Soon after the Kennedys had come, Julian received from Camford the Christmas college-list. He had again won a first class, but Kennedy's name, much to his vexation, appeared only in the third.

"How is it that Edward is only in the third class?" asked Violet of Julian—for, of course, she had seen the list. "He is very clever—is he not?"

"Very; one of the cleverest fellows in Saint Werner's."

"Then is he idle?"

"I'm afraid so, Vi. You must get him to work more."

So when he was seated by her on the sofa in her little boudoir, she said, "You must work more, Edward, at Camford, to please me."

"Ah, do not talk to me of Camford," he said, with a heavy sigh. "Let me enjoy unbroken happiness for a time, and leave the bitter future to itself."

"Bitter, Edward? but why bitter? Julian always seems to me so happy at Camford."

"Yes, Julian is, and so are all who deserve to be."

"Then you must be happy too, Edward."

His only answer was a sigh. "Ah, Violet, pray talk to me of anything but Camford."

The visit came to an end, as all things, whether happy or unhappy, must; and Julian rejoiced that confidence seemed restored between him and Kennedy once more. Of course, he told Violet none of the follies which had cost poor Kennedy the loss both of popularity and self-respect. Soon afterwards Lord De Vayne was brought back to Other Hall, and Violet and Julian were invited, with their mother, to stay there till the Camford term commenced. The boys had returned to school, so that they all acceded to Lady De Vayne's earnest request that they would come.

It was astonishing how rapidly the young viscount recovered when once Violet had come to Other Hall. Her presence seemed to fill him with fresh life, and he soon began to get down-stairs, and even to venture on a short walk in the park. His constitution had suffered a serious and permanent injury, but he was pronounced convalescent before the Homes finished their visit.

The last evening before their departure, he was seated with Violet on a rustic seat on the terrace, looking at the sun as it set behind the distant elms of the park, and at the deer as they grazed in lovely groups on the rich undulating slopes that swept down from the slight eminence on which his house was built. He felt that the time had come to speak his love.

"Violet," he said, as he looked earnestly at her, and took her hand, "you have, doubtless, seen that I love you. Can you ever return my love?

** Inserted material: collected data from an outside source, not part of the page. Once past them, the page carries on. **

use criterion::{black_box, criterion_group, criterion_main, BenchmarkId, Criterion, Throughput};
use dframe_columnar::{Series, ValueType};
use std::time::Duration;

fn bench_rows() -> usize {
    std::env::var("DFRAME_FAST_PATH_BENCH_ROWS")
        .ok()
        .and_then(|v| v.replace('_', "").parse::<usize>().ok())
        .filter(|&v| (10_000..=10_000_000).contains(&v))
        .unwrap_or(1_000_000)
}

fn bench_compare(c: &mut Criterion) {
    let rows = bench_rows();
    let left = Series::of_long((0..rows as i64).map(|v| v % 1_000).collect());
    let right = Series::of_long((0..rows as i64).map(|v| v % 997).collect());
    // Same values, generic encoding: forces the element-wise `Value` path.
    let boxed = left.unsafe_cast_as(ValueType::Object);

    let mut group = c.benchmark_group("long_eq");
    group.sample_size(10);
    group.measurement_time(Duration::from_secs(5));
    group.throughput(Throughput::Elements(rows as u64));

    group.bench_with_input(BenchmarkId::new("primitive", rows), &rows, |b, _| {
        b.iter(|| black_box(left.eq(&right).unwrap()))
    });
    group.bench_with_input(BenchmarkId::new("generic", rows), &rows, |b, _| {
        b.iter(|| black_box(boxed.eq(&right).unwrap()))
    });
    group.finish();

    let mut group = c.benchmark_group("long_add");
    group.sample_size(10);
    group.throughput(Throughput::Elements(rows as u64));
    group.bench_with_input(BenchmarkId::new("primitive", rows), &rows, |b, _| {
        b.iter(|| black_box(left.add(&right).unwrap()))
    });
    group.bench_with_input(BenchmarkId::new("generic", rows), &rows, |b, _| {
        b.iter(|| black_box(boxed.add(&right).unwrap()))
    });
    group.finish();
}

criterion_group!(benches, bench_compare);
criterion_main!(benches);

I am ready to live and die for you, and to give you my whole affection." His voice was still low and weak through illness, and he could hardly speak the sentences which were to win for him a decision of his fate.

Violet was taken by surprise; she had known Lord De Vayne so long and so intimately, and their stations were so different, that the thought of his loving her had never entered her head. She regarded him familiarly as her brother's friend.

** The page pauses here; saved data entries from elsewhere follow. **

//! Generic (boxed) series: one [`Value`] per element.

use crate::error::{SeriesError, SeriesResult};
use crate::indexed::IndexedSeries;
use crate::primitive::{BoolSeries, IntSeries};
use crate::series::Series;
use crate::types::{Value, ValueType};
use std::fmt;
use std::sync::{Arc, OnceLock};

#[derive(Clone)]
pub struct ObjectSeries {
    storage: Storage,
    nominal: ValueType,
    inferred: OnceLock<ValueType>,
}

#[derive(Clone)]
enum Storage {
    Array(Arc<[Value]>),
    Const { value: Value, len: usize },
    Indexed(Arc<IndexedSeries>),
}

impl ObjectSeries {
    pub fn new(values: Vec<Value>) -> Self {
        Self::with_nominal(values, ValueType::Object)
    }

    pub fn with_nominal(values: Vec<Value>, nominal: ValueType) -> Self {
        Self::from_storage(Storage::Array(values.into()), nominal)
    }

    /// A series of `len` copies of `value`.
    pub fn constant(value: Value, len: usize) -> Self {
        let nominal = value.value_type().unwrap_or_default();
        Self::from_storage(Storage::Const { value, len }, nominal)
    }

    /// A lazy view of `source` at `positions` (see [`IndexedSeries`]).
    pub fn indexed(source: Series, positions: IntSeries) -> SeriesResult<Self> {
        let nominal = source.nominal_type();
        let view = IndexedSeries::new(source, positions)?;
        Ok(Self::from_storage(Storage::Indexed(Arc::new(view)), nominal))
    }

    fn from_storage(storage: Storage, nominal: ValueType) -> Self {
        Self {
            storage,
            nominal,
            inferred: OnceLock::new(),
        }
    }

    /// Same values, different declared type. Does not check the values.
    pub(crate) fn relabel(&self, nominal: ValueType) -> Self {
        Self::from_storage(self.storage.clone(), nominal)
    }

    pub fn len(&self) -> usize {
        match &self.storage {
            Storage::Array(values) => values.len(),
            Storage::Const { len, .. } => *len,
            Storage::Indexed(view) => view.len(),
        }
    }

    pub fn is_empty(&self) -> bool {
        self.len() == 0
    }

    pub fn nominal_type(&self) -> ValueType {
        self.nominal
    }

    /// Most specific kind shared by all non-null values. Scans the data on first call only.
    pub fn inferred_type(&self) -> ValueType {
        *self.inferred.get_or_init(|| {
            let mut kinds = self.iter().filter_map(Value::value_type);
            match kinds.next() {
                None => ValueType::Object,
                Some(first) => kinds.fold(first, ValueType::common),
            }
        })
    }

    /// Whether reads are served from a concrete array (a pending indexed view is not).
    pub fn is_materialized(&self) -> bool {
        match &self.storage {
            Storage::Indexed(view) => view.is_materialized(),
            Storage::Array(_) | Storage::Const { .. } => true,
        }
    }

    #[inline]
    pub(crate) fn value_ref(&self, index: usize) -> &Value {
        match &self.storage {
            Storage::Array(values) => &values[index],
            Storage::Const { value, .. } => value,
            Storage::Indexed(view) => &view.materialized()[index],
        }
    }

    pub fn get(&self, index: usize) -> SeriesResult<&Value> {
        SeriesError::check_index(index, self.len())?;
        Ok(self.value_ref(index))
    }

    pub fn iter(&self) -> impl Iterator<Item = &Value> + '_ {
        (0..self.len()).map(move |i| self.value_ref(i))
    }

    pub fn to_values(&self) -> Vec<Value> {
        self.iter().cloned().collect()
    }

    /// Concrete array-backed copy. An already resolved indexed view hands over its array.
    pub fn materialize(&self) -> Self {
        let storage = match &self.storage {
            Storage::Array(_) => return self.clone(),
            Storage::Const { value, len } => Storage::Array(vec![value.clone(); *len].into()),
            Storage::Indexed(view) => Storage::Array(Arc::clone(view.materialized())),
        };
        Self::from_storage(storage, self.nominal)
    }

    pub(crate) fn gather(&self, positions: impl Iterator<Item = usize>) -> Self {
        if let Storage::Const { value, .. } = &self.storage {
            return Self::from_storage(
                Storage::Const {
                    value: value.clone(),
                    len: positions.count(),
                },
                self.nominal,
            );
        }
        let values: Vec<Value> = positions.map(|p| self.value_ref(p).clone()).collect();
        Self::with_nominal(values, self.nominal)
    }

    pub fn range(&self, from: usize, to: usize) -> SeriesResult<Self> {
        if from > to || to > self.len() {
            return Err(SeriesError::IndexOutOfBounds {
                index: to.max(from) as i64,
                len: self.len(),
            });
        }
        Ok(self.gather(from..to))
    }

    pub fn select_mask(&self, mask: &BoolSeries) -> SeriesResult<Self> {
        SeriesError::check_size(self.len(), mask.len())?;
        Ok(self.gather((0..self.len()).filter(|&i| mask.is_true(i))))
    }

    pub fn is_null(&self) -> BoolSeries {
        self.iter().map(Value::is_null).collect()
    }

    pub fn is_not_null(&self) -> BoolSeries {
        self.iter().map(|v| !v.is_null()).collect()
    }

    pub fn copy_to(
        &self,
        to: &mut [Value],
        from_offset: usize,
        to_offset: usize,
        len: usize,
    ) -> SeriesResult<()> {
        let src = SeriesError::check_range(from_offset, len, self.len())?;
        let dst = SeriesError::check_range(to_offset, len, to.len())?;
        for (slot, i) in to[dst].iter_mut().zip(src) {
            *slot = self.value_ref(i).clone();
        }
        Ok(())
    }
}

impl PartialEq for ObjectSeries {
    fn eq(&self, other: &Self) -> bool {
        self.len() == other.len() && self.iter().eq(other.iter())
    }
}

impl fmt::Debug for ObjectSeries {
    fn fmt(&self, f: &mut fmt::Formatter<'_>) -> fmt::Result {
        f.debug_struct("ObjectSeries")
            .field("nominal", &self.nominal)
            .field("values", &self.iter().collect::<Vec<_>>())
            .finish()
    }
}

"Dear De Vayne," she said, "I shall always love you as a friend, as a brother. But did you not know that I have been for some months engaged?"

"Engaged?" he said, turning very pale.

"I am betrothed," she answered, "to Edward Kennedy. Nay, Arthur, dear Arthur," she continued, as he nearly fainted at her feet, "you must not suffer this disappointment to overcome you. Love me still as a sister; regard me as though I were married already, and let us enjoy a happy friendship for many years."

He was too weak to bear up, too weak to talk; only the tears coursed each other fast down his cheeks as he murmured, "Oh, forgive me, forgive me, Violet."

"Forgive you," she said kindly; "nay, you honour me too much. Marry one of your own high rank, and not the orphan of a poor clergyman. I am sure you will not yield to this sorrow, and suffer it to make you ill. Bear up, Arthur, for your mother's sake—for my sake; and let us be as if these words had never passed between us."

She lent him her arm as he walked faintly to his room, and as he turned round and stooped to kiss her hand, she felt it wet with many tears.

They went home next day, and soon after received a note from Lady De Vayne, informing them that Arthur was worse, and that they intended removing for some time to a seat of his in Scotland; after which they meant to travel on the Continent for another year, if his health permitted it. "But," she said, "I fear he has had a relapse, and his state is very precarious. Dear friends, think of us sometimes, and let us hope to meet again in happier days."



CHAPTER TWENTY FIVE.

MEMORY THE BOOK OF GOD.

"At Trompyngtoun, nat fer fra Cantebrigg, Ther goth a brook, and over that a brigge, Upon the whiche brook then stant a melle; And this is verray sothe that I you telle." Chaucer, The Reeve's Tale.

There is little which admits of external record in Julian's life at this period of his university career. It was the usual uneventful, quiet life of a studious Camford undergraduate. Happy it was beyond any other time, except perhaps a few vernal days of boyhood, but it was unmarked by any incidents. He read, and rowed, and went to lectures, and worked at classics, mathematics, and philosophy, and dropped in sometimes to a debate or a private-business squabble at the Union, and played racquets, fives, and football, and talked eagerly in hall and men's rooms over the exciting topics of the day, and occasionally went to wine or to breakfast with a don, and, (absorbed in some grand old poet or historian), lingered by his lamp over the lettered page from chapel-time till the grey dawn, when he would retire to pure and refreshful sleep, humming a tune out of very cheerfulness.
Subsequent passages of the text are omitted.